*** Opening DATA EXTRACTS ***

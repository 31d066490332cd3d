//! RAG answer generation.

use super::{format_context, Retriever, RetrievedPassage};
use crate::config::Prompts;
use crate::embedding::Embedder;
use crate::error::Result;
use crate::llm::{LanguageModel, TokenStream};
use crate::sources::UrlMapping;
use crate::vector_store::VectorStore;
use std::sync::Arc;
use tracing::{debug, info, instrument};

/// Everything computed for a question before generation starts.
#[derive(Debug, Clone)]
pub struct PreparedAnswer {
    /// The question as received.
    pub query: String,
    /// Retrieved passages, most similar first.
    pub passages: Vec<RetrievedPassage>,
    /// Passage texts joined with blank lines.
    pub context: String,
    /// Rendered answer template.
    pub prompt: String,
    /// Deduplicated source URLs of the passages.
    pub sources: Vec<String>,
}

/// An answer whose text is still being generated.
pub struct AnswerStream {
    pub query: String,
    pub sources: Vec<String>,
    pub tokens: TokenStream,
}

/// RAG engine for question answering.
///
/// Holds only read-only state; every question is answered from scratch.
pub struct RagEngine {
    retriever: Retriever,
    model: Arc<dyn LanguageModel>,
    mapping: Arc<UrlMapping>,
}

impl RagEngine {
    /// Create a new RAG engine.
    pub fn new(
        vector_store: Arc<dyn VectorStore>,
        embedder: Arc<dyn Embedder>,
        model: Arc<dyn LanguageModel>,
        mapping: Arc<UrlMapping>,
    ) -> Self {
        Self {
            retriever: Retriever::new(vector_store, embedder),
            model,
            mapping,
        }
    }

    /// Retrieve passages, resolve sources and render the prompt.
    #[instrument(skip(self), fields(query = %query))]
    pub async fn prepare(&self, query: &str) -> Result<PreparedAnswer> {
        info!("Processing question: {}", query);

        let passages = self.retriever.retrieve(query).await?;
        let sources = self
            .mapping
            .resolve(passages.iter().map(|p| p.source_filename.as_str()));
        let context = format_context(&passages);
        let prompt = Prompts::answer(&context, query);

        debug!(
            "Prepared prompt from {} passages with {} sources",
            passages.len(),
            sources.len()
        );

        Ok(PreparedAnswer {
            query: query.to_string(),
            passages,
            context,
            prompt,
            sources,
        })
    }

    /// Prepare a question and open the model's token stream for it.
    pub async fn answer(&self, query: &str) -> Result<AnswerStream> {
        let prepared = self.prepare(query).await?;
        let tokens = self.model.stream(&prepared.prompt).await?;

        Ok(AnswerStream {
            query: prepared.query,
            sources: prepared.sources,
            tokens,
        })
    }

    /// Name of the underlying language model.
    pub fn model_name(&self) -> &str {
        self.model.name()
    }
}

#[cfg(test)]
mod tests {
    use super::*;
    use crate::config::REFUSAL_PHRASE;
    use crate::error::DocchatError;
    use crate::testing::{passage, FailingEmbedder, LetterEmbedder, ScriptedModel};
    use crate::vector_store::MemoryVectorStore;
    use futures::StreamExt;
    use std::collections::HashMap;

    fn engine(passages: Vec<crate::vector_store::Passage>, model: Arc<ScriptedModel>) -> RagEngine {
        let mapping = UrlMapping::new(HashMap::from([
            ("a.pdf".to_string(), "https://i2e.com/services".to_string()),
            ("b.pdf".to_string(), "https://i2e.com/services".to_string()),
        ]));
        RagEngine::new(
            Arc::new(MemoryVectorStore::with_passages(passages)),
            Arc::new(LetterEmbedder),
            model,
            Arc::new(mapping),
        )
    }

    #[tokio::test]
    async fn test_prepare_dedups_sources() {
        let passages = vec![
            passage("corpus/a.pdf", "i2e offers consulting services"),
            passage("corpus/b.pdf", "services include analytics"),
        ];
        let engine = engine(passages, Arc::new(ScriptedModel::new(&[])));

        let prepared = engine.prepare("What services does i2e offer?").await.unwrap();
        assert_eq!(prepared.passages.len(), 2);
        assert_eq!(prepared.sources, vec!["https://i2e.com/services"]);
        assert!(prepared.context.contains("\n\n"));
        assert!(prepared.prompt.contains("Question: What services does i2e offer?"));
        assert!(prepared.prompt.contains(REFUSAL_PHRASE));
    }

    #[tokio::test]
    async fn test_no_passages_gives_empty_context_and_sources() {
        let engine = engine(Vec::new(), Arc::new(ScriptedModel::new(&[])));
        let prepared = engine.prepare("anything").await.unwrap();
        assert!(prepared.passages.is_empty());
        assert_eq!(prepared.context, "");
        assert!(prepared.sources.is_empty());
        assert!(prepared.prompt.contains("Context: \n\nQuestion: anything"));
    }

    #[tokio::test]
    async fn test_unmapped_sources_are_dropped() {
        let passages = vec![passage("corpus/unknown.txt", "something")];
        let engine = engine(passages, Arc::new(ScriptedModel::new(&[])));
        let prepared = engine.prepare("something").await.unwrap();
        assert_eq!(prepared.passages.len(), 1);
        assert!(prepared.sources.is_empty());
    }

    async fn collect(stream: AnswerStream) -> Result<String> {
        let mut tokens = stream.tokens;
        let mut text = String::new();
        while let Some(token) = tokens.next().await {
            text.push_str(&token?);
        }
        Ok(text)
    }

    #[tokio::test]
    async fn test_answer_sends_prompt_and_streams_tokens() {
        let model = Arc::new(ScriptedModel::new(&["We offer ", "consulting."]));
        let passages = vec![passage("a.pdf", "i2e offers consulting")];
        let engine = engine(passages, model.clone());

        let stream = engine.answer("What does i2e offer?").await.unwrap();
        assert_eq!(stream.query, "What does i2e offer?");
        assert_eq!(stream.sources, vec!["https://i2e.com/services"]);
        assert_eq!(collect(stream).await.unwrap(), "We offer consulting.");

        let prompts = model.prompts();
        assert_eq!(prompts.len(), 1);
        assert!(prompts[0].contains("Context: i2e offers consulting"));
    }

    #[tokio::test]
    async fn test_answer_stream_surfaces_model_failure() {
        let model = Arc::new(ScriptedModel::new(&["a", "b"]).failing_after(1));
        let engine = engine(Vec::new(), model);
        let stream = engine.answer("q").await.unwrap();
        assert!(collect(stream).await.is_err());
    }

    #[tokio::test]
    async fn test_index_in_other_vector_space_is_an_error() {
        let stale = crate::vector_store::Passage::new(
            "corpus/a.pdf".to_string(),
            "i2e offers consulting".to_string(),
            0,
            vec![1.0, 0.0, 0.0],
        );
        let engine = engine(vec![stale], Arc::new(ScriptedModel::new(&[])));

        let err = engine.prepare("What does i2e offer?").await.unwrap_err();
        assert!(matches!(err, DocchatError::Retrieval(_)));
    }

    #[tokio::test]
    async fn test_retrieval_failure_aborts_before_model() {
        let model = Arc::new(ScriptedModel::new(&["never"]));
        let engine = RagEngine::new(
            Arc::new(MemoryVectorStore::new()),
            Arc::new(FailingEmbedder),
            model.clone(),
            Arc::new(UrlMapping::default()),
        );

        let err = engine.answer("q").await.err().unwrap();
        assert!(matches!(err, DocchatError::Retrieval(_)));
        assert!(model.prompts().is_empty());
    }
}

*** Closing DATA EXTRACTS ***

§ **WHAT THIS TASK INVOLVES**: Among the entries, find every line holding "offers" and return it.

§ **RESULT FOR THIS EXERCISE**:
            passage("corpus/a.pdf", "i2e offers consulting services"),
        let passages = vec![passage("a.pdf", "i2e offers consulting")];
        assert!(prompts[0].contains("Context: i2e offers consulting"));
            "i2e offers consulting".to_string(),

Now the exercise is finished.